Even though Thai Stick never won raves for its kitchen prowess, and its bar was known more for its easy atmosphere than its edgy mixology, some felt it was the closest thing to a neighborhood watering hole on Fillmore. Regulars and the stalwart bartenders are mostly wistful about its impending demise.

Clifton Dawson, founder of Greenlight Insights Co., a market research firm for the virtual reality industry who works at the bar on his Macbook, says: “l’ll miss the ease in finding a seat, the fair price for a drink, the respectful bartenders who will change a TV channel for you.”

Kate Cooley, a hair salon staffer who works nearby, contends: “There aren’t any places on Fillmore where you can get a good mixed drink that isn’t overpriced. Here, people are friendly and glad to see you. They don’t pre-judge you by your looks.”

Swedish-born Marie Johansson, an emergency room coordinator at California Pacific Medical Center on Buchanan, offers: “We’re like a little family here. I’ll miss that.”

May Panichsusawat, from Bangkok, who has been a Thai Stick bartender for four-and-a-half years, agrees. “We feel sad,” she says. “We’ve built a little community here and it’s like a family. We’re not just bartender and customer.”
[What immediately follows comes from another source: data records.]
//! Alignment registry
//!
//! A closed catalogue of moral/behavioral categories. The registry is an
//! explicit object built once at startup and only read during battles;
//! lookups are case-insensitive on the abbreviation.

use crate::core::error::{ArenaError, Result};
use ahash::AHashMap;
use serde::{Deserialize, Serialize};

/// A single alignment entry
#[derive(Debug, Clone, PartialEq, Eq, Hash, Serialize, Deserialize)]
pub struct Alignment {
    /// Canonical key, stored upper-case
    pub abbreviation: String,
    pub name: String,
    pub description: String,
}

impl Alignment {
    pub fn new(
        abbreviation: impl Into<String>,
        name: impl Into<String>,
        description: impl Into<String>,
    ) -> Self {
        Self {
            abbreviation: abbreviation.into().to_uppercase(),
            name: name.into(),
            description: description.into(),
        }
    }
}

/// Abbreviation of the catch-all entry for non-sentient creatures
pub const UNALIGNED: &str = "U";

/// (abbreviation, name, description)
const STANDARD_ALIGNMENTS: [(&str, &str, &str); 10] = [
    (
        "LG",
        "Lawful Good",
        "Acts as a good person is expected or required to act, combining a commitment to oppose evil with the discipline to fight relentlessly.",
    ),
    (
        "NG",
        "Neutral Good",
        "Does the best that a good person can do, devoted to helping others without bias for or against order.",
    ),
    (
        "CG",
        "Chaotic Good",
        "Acts as conscience directs with little regard for what others expect, kind-hearted but free-spirited.",
    ),
    (
        "LN",
        "Lawful Neutral",
        "Acts as law, tradition, or a personal code directs, valuing order above good or evil.",
    ),
    (
        "N",
        "True Neutral",
        "Does what seems to be a good idea, without strong leanings toward good or evil, law or chaos.",
    ),
    (
        "CN",
        "Chaotic Neutral",
        "Follows whims, valuing personal freedom over the wellbeing of others or the rules of society.",
    ),
    (
        "LE",
        "Lawful Evil",
        "Methodically takes what it wants within the limits of a code, caring about tradition and order but not about freedom or life.",
    ),
    (
        "NE",
        "Neutral Evil",
        "Does whatever it can get away with, out for itself, pure and simple, without compassion or loyalty.",
    ),
    (
        "CE",
        "Chaotic Evil",
        "Does whatever greed, hatred, and lust for destruction drive it to do, hot-tempered and unpredictable.",
    ),
    (
        UNALIGNED,
        "Unaligned",
        "Creatures without the capacity for moral choice, such as beasts, constructs and mindless undead.",
    ),
];

/// Registry of known alignments
#[derive(Debug, Clone, Default)]
pub struct AlignmentRegistry {
    /// Registration order, for `all()`
    entries: Vec<Alignment>,
    /// Upper-cased abbreviation -> index into `entries`
    index: AHashMap<String, usize>,
}

impl AlignmentRegistry {
    /// Create an empty registry
    pub fn new() -> Self {
        Self::default()
    }

    /// Registry populated with the nine classic alignments plus `U`
    pub fn standard() -> Self {
        let mut registry = Self::new();
        for (abbreviation, name, description) in STANDARD_ALIGNMENTS {
            let registered = registry.register(Alignment::new(abbreviation, name, description));
            debug_assert!(
                registered.is_ok(),
                "duplicate abbreviation {} in the standard alignment table",
                abbreviation
            );
        }
        registry
    }

    /// Add an alignment. Duplicate abbreviations (any case) are rejected.
    pub fn register(&mut self, alignment: Alignment) -> Result<()> {
        let key = alignment.abbreviation.to_uppercase();
        if self.index.contains_key(&key) {
            return Err(ArenaError::Validation(format!(
                "Alignment '{}' already registered",
                key
            )));
        }
        self.index.insert(key, self.entries.len());
        self.entries.push(alignment);
        Ok(())
    }

    pub fn lookup(&self, abbreviation: &str) -> Option<&Alignment> {
        self.index
            .get(&abbreviation.trim().to_uppercase())
            .map(|&i| &self.entries[i])
    }

    /// Look up an alignment, falling back to the catch-all entry
    ///
    /// Returns an owned copy so combatants never borrow from the registry.
    pub fn resolve_or_unaligned(&self, abbreviation: &str) -> Alignment {
        self.lookup(abbreviation)
            .or_else(|| self.lookup(UNALIGNED))
            .cloned()
            .unwrap_or_else(|| Alignment::new(UNALIGNED, "Unaligned", ""))
    }

    pub fn all(&self) -> &[Alignment] {
        &self.entries
    }

    pub fn len(&self) -> usize {
        self.entries.len()
    }

    pub fn is_empty(&self) -> bool {
        self.entries.is_empty()
    }

    /// One line per entry, for prompts that ask the model to pick one
    pub fn catalogue(&self) -> String {
        self.entries
            .iter()
            .map(|a| format!("- {}: {}", a.abbreviation, a.name))
            .collect::<Vec<_>>()
            .join("\n")
    }
}
impl Battle {
    /// `first` acts in round 1. Both combatants must already have had
    /// their resources initialized.
    pub fn new(
        first: Combatant,
        second: Combatant,
        environment: impl Into<String>,
        config: ArenaConfig,
    ) -> Result<Self> {
        config.validate()?;
        for c in [&first, &second] {
            if c.is_defeated() {
                return Err(ArenaError::Validation(format!(
                    "{} enters the battle with {} HP; call initialize_resources() first",
                    c.name, c.hp
                )));
            }
        }

        Ok(Self {
            combatants: [first, second],
            impressions: [None, None],
            pending_damage: [0, 0],
            environment: environment.into(),
            config,
            history: BattleHistory::new(),
            reports: Vec::new(),
            round: 0,
            active: 0,
            ended: None,
        })
    }

    pub fn round(&self) -> Round {
        self.round
    }

    pub fn combatants(&self) -> &[Combatant; 2] {
        &self.combatants
    }

    pub fn impression(&self, index: usize) -> Option<&Impression> {
        self.impressions.get(index).and_then(|i| i.as_ref())
    }

    pub fn history(&self) -> &BattleHistory {
        &self.history
    }

    pub fn reports(&self) -> &[RoundReport] {
        &self.reports
    }

    pub fn is_over(&self) -> bool {
        self.ended.is_some()
    }

    /// Index of the combatant who acts next
    pub fn active_index(&self) -> usize {
        self.active
    }

    /// Play exactly one round. Returns `None` once the battle is over.
    pub async fn play_round<S: ReasoningService>(&mut self, service: &S) -> Option<RoundReport> {
        if self.ended.is_some() {
            return None;
        }

        self.round += 1;
        let actor = self.active;
        let opponent = 1 - actor;
        let window = self.config.history_window;

        let incoming = std::mem::take(&mut self.pending_damage[actor]);
        let incoming = (incoming > 0).then_some(incoming);

        // 1. Observe
        let history_lines = self.history.recent(window).len();
        let observed = {
            let ctx = TurnContext::new(
                &self.combatants[actor],
                &self.combatants[opponent].name,
                &self.environment,
            )
            .with_opponent(&self.combatants[opponent])
            .with_history(self.history.recent(window))
            .with_impression(self.impressions[actor].as_ref().map(|i| i.summary.as_str()))
            .with_incoming_damage(incoming);
            observe(service, &ctx).await
        };
        match observed {
            Ok(impression) => self.impressions[actor] = Some(impression),
            Err(e) => {
                tracing::warn!(
                    actor = %self.combatants[actor].name,
                    error = %e,
                    "Observation failed, keeping previous impression"
                );
                if let Some(kept) = self.impressions[actor].as_mut() {
                    kept.incoming_damage = incoming;
                }
            }
        }

        let damage_taken = incoming.unwrap_or(0);
        if damage_taken > 0 {
            self.combatants[actor].apply_damage(damage_taken);
        }

        let (action, fallback) = if self.combatants[actor].is_defeated() {
            let line = format!(
                "Round {}, {} collapses from its wounds.",
                self.round, self.combatants[actor].name
            );
            self.history.push(line);
            (None, false)
        } else {
            // 2. Decide
            let decision = {
                let ctx = TurnContext::new(
                    &self.combatants[actor],
                    &self.combatants[opponent].name,
                    &self.environment,
                )
                .with_opponent(&self.combatants[opponent])
                .with_history(self.history.recent(window))
                .with_impression(self.impressions[actor].as_ref().map(|i| i.summary.as_str()))
                .with_incoming_damage(incoming);
                decide(service, &ctx).await
            };
            let fallback = decision.is_failed();
            let action = decision.into_action(&self.combatants[actor].name);

            // 3. Apply
            self.combatants[actor].spend_mana(action.mana_cost);
            if action.power > 0 {
                self.pending_damage[opponent] =
                    self.pending_damage[opponent].saturating_add(action.power);
            }

            // 4. Log
            self.history
                .push(action.narrate(self.round, &self.combatants[actor].name));
            (Some(action), fallback)
        };

        let report = RoundReport {
            round: self.round,
            actor: self.combatants[actor].id,
            actor_name: self.combatants[actor].name.clone(),
            impression: self.impressions[actor].as_ref().map(|i| i.summary.clone()),
            damage_taken,
            action,
            fallback,
            history_lines,
            hp_after: self.combatants[actor].hp,
            mp_after: self.combatants[actor].mp,
        };
        tracing::debug!(
            round = report.round,
            actor = %report.actor_name,
            action = report.action.as_ref().map(|a| a.action.as_str()).unwrap_or("-"),
            hp = report.hp_after,
            mp = report.mp_after,
            fallback = report.fallback,
            "Round resolved"
        );
        self.reports.push(report.clone());

        // 5. Termination
        if self.combatants.iter().any(|c| c.is_defeated()) {
            self.ended = Some(EndReason::Knockout);
        } else if self.round >= self.config.max_rounds {
            self.ended = Some(EndReason::RoundLimit);
        }

        // 6. Swap
        self.active = opponent;

        Some(report)
    }

    /// Play until the battle ends and produce the outcome
    pub async fn run<S: ReasoningService>(mut self, service: &S) -> Outcome {
        tracing::info!(
            first = %self.combatants[0].name,
            second = %self.combatants[1].name,
            max_rounds = self.config.max_rounds,
            "Battle started"
        );
        while self.play_round(service).await.is_some() {}
        self.finish()
    }

    /// Close the battle and judge it
    ///
    /// Damage dealt in the last round was never observed by its target;
    /// it lands here so the final blow counts.
    pub fn finish(mut self) -> Outcome {
        for i in 0..2 {
            let pending = std::mem::take(&mut self.pending_damage[i]);
            if pending > 0 {
                self.combatants[i].apply_damage(pending);
            }
        }

        let reason = if self.combatants.iter().any(|c| c.is_defeated()) {
            EndReason::Knockout
        } else {
            self.ended.unwrap_or(EndReason::RoundLimit)
        };
        let verdict = judge(&self.combatants[0], &self.combatants[1]);
        tracing::info!(rounds = self.round, ?reason, ?verdict, "Battle ended");

        Outcome {
            verdict,
            reason,
            rounds_played: self.round,
            history: self.history,
            reports: self.reports,
            combatants: self.combatants,
        }
    }
}

/// Run a full battle between two initialized combatants
pub async fn run_battle<S: ReasoningService>(
    service: &S,
    first: Combatant,
    second: Combatant,
    environment: &str,
    config: &ArenaConfig,
) -> Result<Outcome> {
    let battle = Battle::new(first, second, environment, config.clone())?;
    Ok(battle.run(service).await)
}
//! Skills and inventory items
//!
//! Both carry a non-negative cost/durability. Construction fails fast on a
//! negative value instead of clamping, and deserialization goes through the
//! same check.

use crate::core::error::{ArenaError, Result};
use serde::{Deserialize, Serialize};

/// A named ability with a mana cost
#[derive(Debug, Clone, PartialEq, Eq, Serialize, Deserialize)]
#[serde(try_from = "SkillRecord")]
pub struct Skill {
    name: String,
    mana_cost: i32,
    description: String,
}

#[derive(Deserialize)]
struct SkillRecord {
    name: String,
    mana_cost: i32,
    description: String,
}

impl TryFrom<SkillRecord> for Skill {
    type Error = ArenaError;

    fn try_from(record: SkillRecord) -> Result<Self> {
        Skill::new(record.name, record.mana_cost, record.description)
    }
}

impl Skill {
    pub fn new(
        name: impl Into<String>,
        mana_cost: i32,
        description: impl Into<String>,
    ) -> Result<Self> {
        let name = name.into();
        if mana_cost < 0 {
            return Err(ArenaError::Validation(format!(
                "Skill '{}' has negative mana cost {}",
                name, mana_cost
            )));
        }
        Ok(Self {
            name,
            mana_cost,
            description: description.into(),
        })
    }

    pub fn name(&self) -> &str {
        &self.name
    }

    pub fn mana_cost(&self) -> i32 {
        self.mana_cost
    }

    pub fn description(&self) -> &str {
        &self.description
    }
}

/// A carried item with remaining durability
#[derive(Debug, Clone, PartialEq, Eq, Serialize, Deserialize)]
#[serde(try_from = "ItemRecord")]
pub struct InventoryItem {
    name: String,
    durability: i32,
    description: String,
}

#[derive(Deserialize)]
struct ItemRecord {
    name: String,
    durability: i32,
    description: String,
}

impl TryFrom<ItemRecord> for InventoryItem {
    type Error = ArenaError;

    fn try_from(record: ItemRecord) -> Result<Self> {
        InventoryItem::new(record.name, record.durability, record.description)
    }
}

impl InventoryItem {
    pub fn new(
        name: impl Into<String>,
        durability: i32,
        description: impl Into<String>,
    ) -> Result<Self> {
        let name = name.into();
        if durability < 0 {
            return Err(ArenaError::Validation(format!(
                "Item '{}' has negative durability {}",
                name, durability
            )));
        }
        Ok(Self {
            name,
            durability,
            description: description.into(),
        })
    }

    pub fn name(&self) -> &str {
        &self.name
    }

    pub fn durability(&self) -> i32 {
        self.durability
    }

    pub fn description(&self) -> &str {
        &self.description
    }
}
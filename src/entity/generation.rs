//! Generate a combatant from a free-text description
//!
//! Unlike turn decisions there is no fallback here: a combatant the
//! reasoning service could not describe validly never enters a battle, so
//! errors propagate.

use crate::core::error::{ArenaError, Result};
use crate::entity::ability::AbilityScores;
use crate::entity::alignment::AlignmentRegistry;
use crate::entity::combatant::Combatant;
use crate::entity::gear::{InventoryItem, Skill};
use crate::llm::service::{generate_structured, ReasoningService, ResponseSchema};
use serde::{Deserialize, Serialize};

/// Combatant as the reasoning service describes it
#[derive(Debug, Clone, PartialEq, Serialize, Deserialize)]
pub struct CombatantSheet {
    pub name: String,
    pub description: String,
    /// Alignment abbreviation, e.g. "NG"
    pub alignment: String,
    pub skills: Vec<Skill>,
    pub ability_scores: AbilityScores,
    pub inventory: Vec<InventoryItem>,
    #[serde(default)]
    pub level: u32,
}

impl CombatantSheet {
    /// Build the combatant and initialize its resources
    ///
    /// Unknown alignments resolve to the unaligned catch-all.
    pub fn into_combatant(self, registry: &AlignmentRegistry) -> Combatant {
        if registry.lookup(&self.alignment).is_none() {
            tracing::warn!(
                name = %self.name,
                alignment = %self.alignment,
                "Unknown alignment, treating as unaligned"
            );
        }
        let alignment = registry.resolve_or_unaligned(&self.alignment);

        let mut combatant = Combatant::new(
            self.name,
            self.description,
            alignment,
            self.ability_scores,
        )
        .with_level(self.level);
        combatant.skills = self.skills;
        combatant.inventory = self.inventory;
        combatant.initialize_resources();
        combatant
    }
}

impl ResponseSchema for CombatantSheet {
    fn schema() -> serde_json::Value {
        let score = serde_json::json!({ "type": "integer", "minimum": 1, "maximum": 99 });
        serde_json::json!({
            "type": "object",
            "properties": {
                "name": { "type": "string" },
                "description": {
                    "type": "string",
                    "description": "Appearance, personality, fighting style and notable gear"
                },
                "alignment": {
                    "type": "string",
                    "description": "Alignment abbreviation from the provided list"
                },
                "skills": {
                    "type": "array",
                    "items": {
                        "type": "object",
                        "properties": {
                            "name": { "type": "string" },
                            "mana_cost": { "type": "integer", "minimum": 0 },
                            "description": { "type": "string" }
                        },
                        "required": ["name", "mana_cost", "description"]
                    }
                },
                "ability_scores": {
                    "type": "object",
                    "properties": {
                        "STR": score, "DEX": score, "CON": score, "INT": score,
                        "WIS": score, "CHA": score, "LUC": score
                    },
                    "required": ["STR", "DEX", "CON", "INT", "WIS", "CHA", "LUC"]
                },
                "inventory": {
                    "type": "array",
                    "items": {
                        "type": "object",
                        "properties": {
                            "name": { "type": "string" },
                            "durability": { "type": "integer", "minimum": 0 },
                            "description": { "type": "string" }
                        },
                        "required": ["name", "durability", "description"]
                    }
                },
                "level": { "type": "integer", "minimum": 0 }
            },
            "required": ["name", "description", "alignment", "skills", "ability_scores", "inventory"]
        })
    }

    fn validate(&self) -> Result<()> {
        if self.name.trim().is_empty() {
            return Err(ArenaError::Validation("combatant name is empty".into()));
        }
        self.ability_scores.validate_range()
    }
}

/// Ask the reasoning service to turn a description into a combatant
pub async fn create_from_description<S: ReasoningService>(
    service: &S,
    registry: &AlignmentRegistry,
    description: &str,
) -> Result<Combatant> {
    let system = format!(
        "{}\n\nAVAILABLE ALIGNMENTS:\n{}",
        CREATE_SYSTEM_PROMPT,
        registry.catalogue()
    );
    let user = format!("CHARACTER DESCRIPTION:\n{}\n\nCreate this character as JSON:", description);

    let sheet: CombatantSheet = generate_structured(service, &system, &user).await?;
    let combatant = sheet.into_combatant(registry);
    tracing::info!(
        name = %combatant.name,
        hp = combatant.hp,
        mp = combatant.mp,
        "Combatant created"
    );
    Ok(combatant)
}

/// System prompt for combatant generation
const CREATE_SYSTEM_PROMPT: &str = r#"You are a game designer turning a character description into a combat-ready character sheet.

RULES:
1. Keep the name and personality from the description; invent a fitting name if none is given.
2. Ability scores (STR, DEX, CON, INT, WIS, CHA, LUC) range from 1 to 99. An ordinary adult scores around 10; legendary heroes reach 30 or more.
3. List only the character's unusual signature skills, each with a non-negative mana cost.
4. Inventory lists carried items with a non-negative durability.
5. Pick the alignment abbreviation that best fits; use U for creatures without moral agency."#;

#[cfg(test)]
mod tests {
    use super::*;
    use crate::entity::alignment::UNALIGNED;
    use crate::llm::service::Prompt;

    struct Fixed(String);

    impl ReasoningService for Fixed {
        async fn complete(&self, _prompt: &Prompt<'_>) -> Result<String> {
            Ok(self.0.clone())
        }
    }

    fn sheet_json(alignment: &str, mana_cost: i32, luck: i32) -> String {
        format!(
            r#"{{
  "name": "R",
  "description": "An ice swordsman",
  "alignment": "{}",
  "skills": [{{"name": "Frost Blade", "mana_cost": {}, "description": "ice edge"}}],
  "ability_scores": {{"STR": 13, "DEX": 15, "CON": 16, "INT": 18, "WIS": 12, "CHA": 14, "LUC": {}}},
  "inventory": [{{"name": "Moonlight Longsword", "durability": 90, "description": "a crescent guard"}}],
  "level": 5
}}"#,
            alignment, mana_cost, luck
        )
    }

    #[tokio::test]
    async fn test_create_initializes_resources() {
        let registry = AlignmentRegistry::standard();
        let service = Fixed(format!("Here:\n{}", sheet_json("ng", 12, 10)));
        let combatant = create_from_description(&service, &registry, "an ice mage")
            .await
            .unwrap();

        assert_eq!(combatant.name, "R");
        assert_eq!(combatant.alignment.abbreviation, "NG");
        assert_eq!(combatant.hp, 163);
        assert_eq!(combatant.mp, 118);
        assert_eq!(combatant.level, 5);
        assert_eq!(combatant.skills.len(), 1);
        assert_eq!(combatant.inventory[0].durability(), 90);
    }

    #[tokio::test]
    async fn test_unknown_alignment_becomes_unaligned() {
        let registry = AlignmentRegistry::standard();
        let service = Fixed(sheet_json("XX", 12, 10));
        let combatant = create_from_description(&service, &registry, "?")
            .await
            .unwrap();
        assert_eq!(combatant.alignment.abbreviation, UNALIGNED);
    }

    #[tokio::test]
    async fn test_negative_skill_cost_propagates() {
        let registry = AlignmentRegistry::standard();
        let service = Fixed(sheet_json("NG", -3, 10));
        let result = create_from_description(&service, &registry, "?").await;
        assert!(matches!(result, Err(ArenaError::Generation(_))));
    }

    #[tokio::test]
    async fn test_out_of_range_scores_propagate() {
        let registry = AlignmentRegistry::standard();
        let service = Fixed(sheet_json("NG", 3, 0));
        assert!(create_from_description(&service, &registry, "?").await.is_err());
    }

    #[tokio::test]
    async fn test_garbage_propagates() {
        let registry = AlignmentRegistry::standard();
        let service = Fixed("I cannot help with that.".into());
        let result = create_from_description(&service, &registry, "?").await;
        assert!(result.unwrap_err().is_generation());
    }

    #[test]
    fn test_level_defaults_to_zero() {
        let json = sheet_json("N", 1, 10).replace(",\n  \"level\": 5", "");
        let sheet: CombatantSheet = serde_json::from_str(&json).unwrap();
        assert_eq!(sheet.level, 0);
    }
}
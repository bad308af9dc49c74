//! Async LLM client - the production reasoning service
//!
//! This is a model-agnostic HTTP client for calling LLM APIs.
//! Supports both Anthropic and OpenAI-compatible APIs (Gemini's OpenAI
//! endpoint, DeepSeek, etc). Proxies come from the usual HTTP(S)_PROXY
//! environment variables via reqwest.

use crate::core::config::LlmConfig;
use crate::core::error::{ArenaError, Result};
use crate::llm::service::{Prompt, ReasoningService};
use reqwest::Client;
use serde::{Deserialize, Serialize};
use std::time::Duration;

/// API format type
#[derive(Debug, Clone, PartialEq)]
pub enum ApiFormat {
    Anthropic,
    OpenAI,
}

/// Async LLM client for making API calls
pub struct LlmClient {
    client: Client,
    config: LlmConfig,
    api_format: ApiFormat,
}

impl LlmClient {
    /// Create a new LLM client with explicit configuration
    pub fn new(config: LlmConfig) -> Result<Self> {
        let client = Client::builder()
            .timeout(Duration::from_secs(config.timeout_secs))
            .build()
            .map_err(|e| ArenaError::Config(format!("Failed to build HTTP client: {}", e)))?;
        let api_format = Self::detect_api_format(&config.api_url);
        Ok(Self {
            client,
            config,
            api_format,
        })
    }

    /// Create a client from environment variables (see [`LlmConfig::from_env`])
    pub fn from_env() -> Result<Self> {
        Self::new(LlmConfig::from_env()?)
    }

    /// Detect API format from URL
    fn detect_api_format(url: &str) -> ApiFormat {
        if url.contains("anthropic.com") {
            ApiFormat::Anthropic
        } else {
            ApiFormat::OpenAI
        }
    }

    pub fn model(&self) -> &str {
        &self.config.model
    }

    async fn complete_anthropic(&self, prompt: &Prompt<'_>) -> Result<String> {
        // No JSON mode on this API; the schema instructions in the system
        // prompt have to carry it.
        let request = AnthropicRequest {
            model: self.config.model.clone(),
            max_tokens: 8192,
            temperature: self.config.temperature,
            system: prompt.system.into(),
            messages: vec![Message {
                role: "user".into(),
                content: prompt.user.into(),
            }],
        };

        let response = self
            .client
            .post(&self.config.api_url)
            .header("x-api-key", &self.config.api_key)
            .header("anthropic-version", "2023-06-01")
            .header("content-type", "application/json")
            .json(&request)
            .send()
            .await
            .map_err(|e| ArenaError::Generation(e.to_string()))?;

        if !response.status().is_success() {
            let error_text = response.text().await.unwrap_or_default();
            return Err(ArenaError::Generation(format!("API error: {}", error_text)));
        }

        let completion: AnthropicResponse = response
            .json()
            .await
            .map_err(|e| ArenaError::Generation(e.to_string()))?;

        completion
            .content
            .first()
            .map(|c| c.text.clone())
            .ok_or_else(|| ArenaError::Generation("Empty response".into()))
    }

    async fn complete_openai(&self, prompt: &Prompt<'_>) -> Result<String> {
        let mut messages = Vec::with_capacity(2);
        if !prompt.system.is_empty() {
            messages.push(Message {
                role: "system".into(),
                content: prompt.system.into(),
            });
        }
        messages.push(Message {
            role: "user".into(),
            content: prompt.user.into(),
        });

        let request = OpenAIRequest {
            model: self.config.model.clone(),
            max_tokens: 8192,
            temperature: self.config.temperature,
            messages,
            response_format: prompt.expect_json.then(|| ResponseFormat {
                kind: "json_object".into(),
            }),
        };

        let response = self
            .client
            .post(&self.config.api_url)
            .header("Authorization", format!("Bearer {}", self.config.api_key))
            .header("content-type", "application/json")
            .json(&request)
            .send()
            .await
            .map_err(|e| ArenaError::Generation(e.to_string()))?;

        if !response.status().is_success() {
            let error_text = response.text().await.unwrap_or_default();
            return Err(ArenaError::Generation(format!("API error: {}", error_text)));
        }

        let completion: OpenAIResponse = response
            .json()
            .await
            .map_err(|e| ArenaError::Generation(e.to_string()))?;

        completion
            .choices
            .first()
            .and_then(|c| c.message.content.clone())
            .ok_or_else(|| ArenaError::Generation("Empty response".into()))
    }
}

impl ReasoningService for LlmClient {
    async fn complete(&self, prompt: &Prompt<'_>) -> Result<String> {
        tracing::debug!(model = %self.config.model, json = prompt.expect_json, "LLM request");
        match self.api_format {
            ApiFormat::Anthropic => self.complete_anthropic(prompt).await,
            ApiFormat::OpenAI => self.complete_openai(prompt).await,
        }
    }
}

// Anthropic API format
#[derive(Serialize)]
struct AnthropicRequest {
    model: String,
    max_tokens: u32,
    temperature: f32,
    system: String,
    messages: Vec<Message>,
}

#[derive(Deserialize)]
struct AnthropicResponse {
    content: Vec<ContentBlock>,
}

#[derive(Deserialize)]
struct ContentBlock {
    text: String,
}

// OpenAI-compatible API format
#[derive(Serialize)]
struct OpenAIRequest {
    model: String,
    max_tokens: u32,
    temperature: f32,
    messages: Vec<Message>,
    #[serde(skip_serializing_if = "Option::is_none")]
    response_format: Option<ResponseFormat>,
}

#[derive(Serialize)]
struct ResponseFormat {
    #[serde(rename = "type")]
    kind: String,
}

#[derive(Deserialize)]
struct OpenAIResponse {
    choices: Vec<Choice>,
}

#[derive(Deserialize)]
struct Choice {
    message: ChoiceMessage,
}

#[derive(Deserialize)]
struct ChoiceMessage {
    content: Option<String>,
}

// Shared
#[derive(Serialize)]
struct Message {
    role: String,
    content: String,
}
But Dan Max, a retired educator who’s lived a few doors up Fillmore for more than 50 years — and started imbibing here when it was the Pacific Heights Bar & Grill — isn’t shedding a tear. “The Thai Stick has had its day and I’m looking forward to the change — something new,” he says. “The Fillmore is all about change.”

Things are changing already. A month or so ago, Polemasuppapol extended the daily 4 to 6 p.m. happy hour by an hour, until 7 p.m. He’s also running down his stock. On a recent Thursday, he was pouring Maker’s Mark bourbon in well cocktails — a free-poured top-shelf Makers and soda in the late afternoon and early evening for $6, or house wine for $5, or $4 draft beer.

Up the street, the new owner of the Elite Cafe, Andy Chun, is bringing back live jazz, which the venerable New Orleans-themed restaurant and bar was offering under previous owner Peter Snyderman’s reign. Chun says he expects City Hall to bless his “limited live performance” permit request and that a trio, including a singer and acoustical guitarist, will play from 7 to 10 p.m. on Tuesday or Wednesday for starters.

The Elite’s once-heralded New Orleans chef, Chris Borges, has gone home and Ray Sharp is now in charge of the stoves. Sharp and Chun have livened up the menu. And the Elite burger — now a blend of 39-day aged chuck and chopped brisket with cheese and a Vidalia onion — is offered at half price all day Sunday.

And a little good news for locals still unforgiving about the makeover that ripped out the Elite’s Art Deco fixtures and painted its wooden booths battleship gray: Chun says the vintage but badly burned Elite Cafe marquee that has for months been hanging sadly over the door, wrapped in a string of white Christmas lights, will be repaired and restored this month.